The Department of Statistics admits doctoral students each year to a programme of instruction and research leading to the Doctor of Philosophy (DPhil) in Statistics degree. A doctorate normally requires between three and four years of full-time study. 

In the DPhil in Statistics, you will investigate a particular project in depth and write a thesis which makes a significant contribution to the field.   It can be in any of the subject areas for which supervision is available.

The Department of Statistics in the University of Oxford is a world leader in research in probability, bioinformatics, mathematical genetics and statistical methodology, including computational statistics and machine learning. Much of the department’s research is either explicitly interdisciplinary or draws its motivation from application areas, ranging from biology and physics to the social sciences.

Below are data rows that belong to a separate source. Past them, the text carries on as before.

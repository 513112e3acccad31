//! Tower layers composed into the transport stack

mod default_headers;
mod redirect;

pub use default_headers::{DefaultHeadersLayer, DefaultHeadersService};
pub use redirect::RedirectPolicy;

You will be assigned a named supervisor or supervisors, who will have overall responsibility for the direction of your work on behalf of the department. You will have the opportunity to interact with fellow students and other members of your research groups, and more widely across the department. Typically, as a research student, you should expect to have meetings with your supervisor or a member of the supervisory team with a frequency of at least once every two weeks averaged across the year. The regularity of these meetings may be subject to variations according to the time of the year, and the stage that you are at in your research programme.

There are formal assessments of progress on the research project at around 12 to 15 months and at around 30 to 36 months. These assessments involve the submission of written work and oral examination.

The final thesis is normally submitted for examination during the fourth year and is followed by the viva examination.

You will be expected to acquire transferable skills as part of your training, and to undertake a total of 100 hours broadening training outside your specialist area. Part of that broadening training is obtained through APTS, the Academy for PhD Training in Statistics; this is a joint venture with a group of leading university statistics departments which runs four weeks of appropriate courses a year. You will give a research presentation or prepare a research poster each year in the department.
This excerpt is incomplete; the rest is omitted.